Figuring out how to do that fell to the likes of Monsanto scientist Pradip Das, who runs the company's crop analytics laboratory that tests everything from the starch content of a corn kernel to the genetic map of a cotton plant.

Das said scientists knew that a key reason soybean oil degenerates is the presence of linolenic acid. Breeding beans low in the acid could reduce the need for hydrogenation.

Genetic splicing wasn't necessary to derive such a bean. Researchers at Iowa State University developed a "low-lin" soybean years ago, according to the American Soybean Association. Such beans contain about 1 percent linolenic acid in their oil as opposed to 8 percent in standard beans.

But just because there was already a strain of low-lin beans didn't mean Monsanto could simply sell it. Commercial soybean and corn plants are like thoroughbred racehorses, with a long genetic history that emphasizes high yields over all. This is crucial for big commodity farmers, who typically operate with razor-thin profit margins and large debt payments.

Melding the low-lin strain of soybean into Monsanto's line of commercial crops could have taken many years, said Joe Byrum, Monsanto's trait integration team leader.

Mixing a low-lin bean with a premium soybean produces offspring that still have a lot of genetic "junk," as Byrum puts it. While the low-lin trait might be there, the "junk" could yield a spindly plant with skimpy bean production. The goal is to find that one-in-a-million seed with the low-lin trait and nothing else but the premium genes.

"It's a needle in a haystack," Byrum said. "So if I have a tool that can go in and pick out the needle every time, that's very efficient."

The tool Byrum uses to pick out the needle is called a genetic marker.

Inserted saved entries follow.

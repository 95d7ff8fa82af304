//! `rule-report-engine` turns tabular input into reports by applying user-defined column rules.
//!
//! A job reads a primary table in chunks, optionally left-joins each chunk against bounded
//! reference data, evaluates a set of named arithmetic rules for every row, and writes the result
//! as CSV, JSON or XLSX. Chunks are evaluated in parallel on a worker pool and written strictly in
//! input order.
//!
//! The primary entrypoints are [`job::generate`] (or [`job::ReportEngine`] for observers and
//! cancellation) and [`job::validate_rules`], which checks rules without reading any rows.
//!
//! ## Inputs (auto-detected by extension)
//!
//! - **CSV**: `.csv`
//! - **JSON**: `.json` (array-of-objects) and `.ndjson` / `.jsonl` (newline-delimited objects)
//! - **Parquet**: `.parquet`, `.pq`
//! - **Excel/workbooks** (requires the Cargo feature `excel`): `.xlsx`, `.xls`, `.xlsm`, `.xlsb`, `.ods`
//!
//! Every source is read against a caller-supplied [`types::Schema`]. Empty cells, empty strings
//! and explicit JSON `null` map to [`types::Value::Null`].
//!
//! ## Rules
//!
//! A rule maps an output column name to an expression over columns and other rules' outputs:
//! numbers, `+ - * /`, unary minus, parentheses and the functions `max`, `min`, `sum`, `abs` and
//! `round`. Nothing else is accepted, so rule text can never run arbitrary code. Rules may appear
//! in any order; they are evaluated in dependency order.
//!
//! ## Quick example
//!
//! ```no_run
//! use rule_report_engine::config::GenerateOptions;
//! use rule_report_engine::job::{generate, GenerateRequest, OutputSpec};
//! use rule_report_engine::rules::RuleDefinitions;
//! use rule_report_engine::source::SourceSpec;
//! use rule_report_engine::types::{DataType, Field, Schema};
//!
//! # fn main() -> Result<(), Box<dyn std::error::Error>> {
//! let schema = Schema::new(vec![
//!     Field::new("price", DataType::Float64),
//!     Field::new("qty", DataType::Int64),
//! ]);
//! let rules = RuleDefinitions::from_yaml_str("total: price * qty\ndiscount: max(0, total * 0.1)\n")?;
//! let request = GenerateRequest::new(
//!     SourceSpec::new("orders.csv", schema),
//!     rules,
//!     OutputSpec::from_path("report.xlsx")?,
//! );
//! let outcome = generate(&request, GenerateOptions::from_env())?;
//! println!("rows={} failures={}", outcome.rows_written, outcome.row_failure_count);
//! # Ok(())
//! # }
//! ```
//!
//! ## Modules
//!
//! - [`types`]: schema, values, chunks and in-memory datasets
//! - [`expr`]: expression parser and evaluator
//! - [`rules`]: rule documents and dependency resolution
//! - [`source`]: chunked table sources and the reference join
//! - [`execution`]: chunk processing, ordered parallel coordination, metrics
//! - [`sink`]: staged report writers
//! - [`job`]: `generate` and validation entry points
//! - [`config`]: job options and environment overrides
//! - [`error`]: error types

pub mod config;
pub mod error;
pub mod execution;
pub mod expr;
pub mod job;
pub mod rules;
pub mod sink;
pub mod source;
pub mod types;

pub use config::GenerateOptions;
pub use error::{JobError, JobResult, RuleError, SinkError, SourceError};
pub use execution::CancellationToken;
pub use job::{GenerateRequest, JobOutcome, OutputSpec, ReportEngine, RuleDiagnostic, generate, validate_rules};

Byrum can take a leaf sample from a soybean sprout and instantly tell if the seed contains the low-lin trait.

But breeding is a game of big numbers, Byrum said. It's a matter of finding the right trait hundreds of thousands of times until the offspring is narrowed down to the right cross — the soybean plant with the low-lin trait and thoroughbred yield performance.

Monsanto has sped up this numbers game at its laboratory in Ankeny, Iowa. The lab is a hub for the company's global chain of greenhouses. Seeds are sprouted there daily, eliminating winter downtime, letting Monsanto breed about three soybean generations annually, Byrum said.

Genetic samples are taken the moment a seed spouts — whether in the Midwest, Puerto Rico or Hawaii — and then sent back to Ankeny. Byrum's team analyzes them using genetic markers, then quickly crunching the results on computers to determine which seeds are winners.

Byrum said his lab receives hundreds of thousands of seed samples at a time, and must analyze them in about two weeks.

The right strain was found, and Vistive has been planted on about 500,000 acres in the United States this year, according to Monsanto. After harvesting, the beans are kept separate from the general supply and sent to food processing companies like Cargill Inc., which sells the soybean oil as a premium product for a variety of foods — from cookies to spicy mustard.

Grant told stock analysts the process that made Vistive could be used to integrate any number of traits into Monsanto's line of crops.

"We're looking at accessing genetic diversity globally and using those crosses to produce seeds that run faster, that perform better," he said.